All tyres had been treated with wheel cleaner, scrubbed with a wheel brush, then scrubbed again with a 1:20 dilution of APC (and rinsed many times!) The product was applied with a small square of dense packing foam, simply wiping over the face of the tyre (see 'before and after' below - Tire Conditioner applied on the right).










The gloss was slightly different between the two tyres; the Dunlops are a softer rubber compound and the tyre dressing tended to be less glossy on application.

Dunlop:

]









Pirelli:

]









All tyres were allowed to dry for a few minutes then wiped over with a micro-fibre cloth to remove some of the excess. This did reduce the gloss level on both tyres but not by much.

When I finished I thought the tyres looked OK but was not convinced that it made the car look much better. The following morning the gloss had reduced slightly and the appearance was more 'even' (suspect the product had dried further); all tyres looked really good and finished off the car.
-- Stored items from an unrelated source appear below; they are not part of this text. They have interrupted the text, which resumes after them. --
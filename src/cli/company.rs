//! Company project CLI commands

use clap::Subcommand;

use super::{parse_money, parse_optional_date, parse_optional_money, parse_partner};
use crate::config::settings::Settings;
use crate::display::format_company_project_list;
use crate::error::AgoraResult;
use crate::models::{Money, ProjectStatus};
use crate::services::{CompanyProjectService, NewCompanyProject};
use crate::storage::Storage;

/// Company project subcommands
#[derive(Subcommand)]
pub enum CompanyCommands {
    /// Add a company project
    Add {
        /// Project description
        description: String,
        /// Amount invoiced by the company
        #[arg(allow_hyphen_values = true)]
        amount: String,
        #[arg(short, long)]
        client: Option<String>,
        /// Invoice date (YYYY-MM-DD)
        #[arg(short = 'd', long)]
        invoice_date: Option<String>,
        /// Bonus credited to partner A
        #[arg(long)]
        bonus_a: Option<String>,
        /// Bonus credited to partner B
        #[arg(long)]
        bonus_b: Option<String>,
    },
    /// List company projects
    List {
        #[arg(short, long)]
        status: Option<String>,
    },
    /// Set a partner's bonus on a project
    Bonus {
        /// Project ID
        project: String,
        /// Partner (a or b)
        partner: String,
        #[arg(allow_hyphen_values = true)]
        amount: String,
    },
    /// Change a project's status
    Status {
        project: String,
        status: String,
        #[arg(short, long)]
        date: Option<String>,
    },
    /// Delete a company project
    Delete { project: String },
}

pub fn handle_company_command(
    storage: &Storage,
    settings: &Settings,
    cmd: CompanyCommands,
) -> AgoraResult<()> {
    let service = CompanyProjectService::new(storage);
    let fmt = |m: Money| m.format_with_symbol(&settings.currency_symbol);

    match cmd {
        CompanyCommands::Add {
            description,
            amount,
            client,
            invoice_date,
            bonus_a,
            bonus_b,
        } => {
            let mut input = NewCompanyProject::new(description, parse_money(&amount)?);
            input.client = client;
            input.invoice_date = parse_optional_date(invoice_date.as_deref())?;
            input.bonus_a = parse_optional_money(bonus_a.as_deref())?.unwrap_or_default();
            input.bonus_b = parse_optional_money(bonus_b.as_deref())?.unwrap_or_default();

            let project = service.create(input)?;
            println!(
                "Added company project {}: {} (bonus A {}, bonus B {})",
                project.id,
                fmt(project.amount),
                fmt(project.bonus_a),
                fmt(project.bonus_b)
            );
        }

        CompanyCommands::List { status } => {
            let status: Option<ProjectStatus> = status.as_deref().map(str::parse).transpose()?;
            let projects = service.list(status)?;
            println!("{}", format_company_project_list(&projects, settings));
        }

        CompanyCommands::Bonus {
            project,
            partner,
            amount,
        } => {
            let partner = parse_partner(&partner)?;
            let updated = service.set_bonus(&project, partner, parse_money(&amount)?)?;
            println!(
                "Bonus for {} on {} set to {}",
                settings.partner_name(partner),
                updated.id,
                fmt(updated.bonus_for(partner))
            );
        }

        CompanyCommands::Status {
            project,
            status,
            date,
        } => {
            let status: ProjectStatus = status.parse()?;
            let on = parse_optional_date(date.as_deref())?;
            let updated = service.set_status(&project, status, on)?;
            println!("Company project {} is now {}", updated.id, updated.status);
        }

        CompanyCommands::Delete { project } => {
            let deleted = service.delete(&project)?;
            println!("Deleted company project {}: {}", deleted.id, deleted.description);
        }
    }

    Ok(())
}
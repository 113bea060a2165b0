//! Service layer for Agora Books
//!
//! The service layer provides business logic on top of the storage layer:
//! the balance calculator, record management with validation and auditing,
//! and balance verification.

pub mod balance;
pub mod company_project;
pub mod expense;
pub mod expense_report;
pub mod project;
pub mod verification;

pub use balance::{
    BalanceBreakdown, BalanceQuery, BalanceService, BalanceSource, Ins, MonthlyBalance,
    MonthlyHistory, Outs,
};
pub use company_project::{CompanyProjectService, NewCompanyProject};
pub use expense::{ExpenseRecord, ExpenseService};
pub use expense_report::ExpenseReportService;
pub use project::{NewProject, ProjectService};
pub use verification::{
    CheckSource, Discrepancy, ReferenceTotals, VerificationReport, VerificationService,
};
//! File I/O utilities with atomic writes

use std::fs::{self, File};
use std::io::{BufReader, BufWriter, Write};
use std::path::Path;

use serde::{de::DeserializeOwned, Serialize};

use crate::error::AgoraError;

/// Read JSON from a file, returning a default value if file doesn't exist
pub fn read_json<T, P>(path: P) -> Result<T, AgoraError>
where
    T: DeserializeOwned + Default,
    P: AsRef<Path>,
{
    let path = path.as_ref();

    if !path.exists() {
        return Ok(T::default());
    }

    let file = File::open(path)
        .map_err(|e| AgoraError::Storage(format!("Failed to open {}: {}", path.display(), e)))?;

    serde_json::from_reader(BufReader::new(file))
        .map_err(|e| AgoraError::Storage(format!("Failed to parse {}: {}", path.display(), e)))
}

/// Write JSON to a file atomically (write to temp, then rename)
///
/// The target is either fully replaced or left untouched.
pub fn write_json_atomic<T, P>(path: P, data: &T) -> Result<(), AgoraError>
where
    T: Serialize,
    P: AsRef<Path>,
{
    let path = path.as_ref();

    if let Some(parent) = path.parent() {
        fs::create_dir_all(parent).map_err(|e| {
            AgoraError::Storage(format!(
                "Failed to create directory {}: {}",
                parent.display(),
                e
            ))
        })?;
    }

    // Same directory as the target so the rename stays atomic
    let temp_path = path.with_extension("json.tmp");

    let file = File::create(&temp_path)
        .map_err(|e| AgoraError::Storage(format!("Failed to create temp file: {}", e)))?;

    let mut writer = BufWriter::new(file);
    serde_json::to_writer_pretty(&mut writer, data)
        .map_err(|e| AgoraError::Storage(format!("Failed to serialize data: {}", e)))?;

    writer
        .flush()
        .map_err(|e| AgoraError::Storage(format!("Failed to flush data: {}", e)))?;

    writer
        .get_ref()
        .sync_all()
        .map_err(|e| AgoraError::Storage(format!("Failed to sync data: {}", e)))?;

    fs::rename(&temp_path, path).map_err(|e| {
        let _ = fs::remove_file(&temp_path);
        AgoraError::Storage(format!("Failed to rename temp file: {}", e))
    })?;

    Ok(())
}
After driving there was no evidence of any sling, and running a finger over the sidewall didn't remove any product (clean finger!)

Pros

Easy to use (if you ignore first having to scrub your tyres clean!)

No solvent smell

Dries very well and no apparent sling

Adjustable gloss (allowed me to tone down the levels to my taste)

Cons

Not sure there are any, unless it doesn't last - need some time to test this...

Conclusion

I have not been a great fan of tyre dressing/conditioners, particularly those that are ultra-glossy. But seeing the tyres the next morning with Dr Beasley's Tire Conditioner applied, I would have to say that I am now a convert! I like the Dr Beasley's product enough that I will buy some more once the sample runs out. I have not been able to test how long it lasts, but if it makes 4 weeks then this is good enough for me. I would certainly recommend trying Dr Beasley's Tire Conditioner, whether you like gloss or more matte appearance tyres - the choice is yours with just one product.

Supplier and website

US (Chicago) manufacturer's website is http://www.drbeasleys.com

UK exclusive supplier is Bear's Wax Factory at http://www.bearswaxfactory.co.uk (thanks to them for the sample!)


----------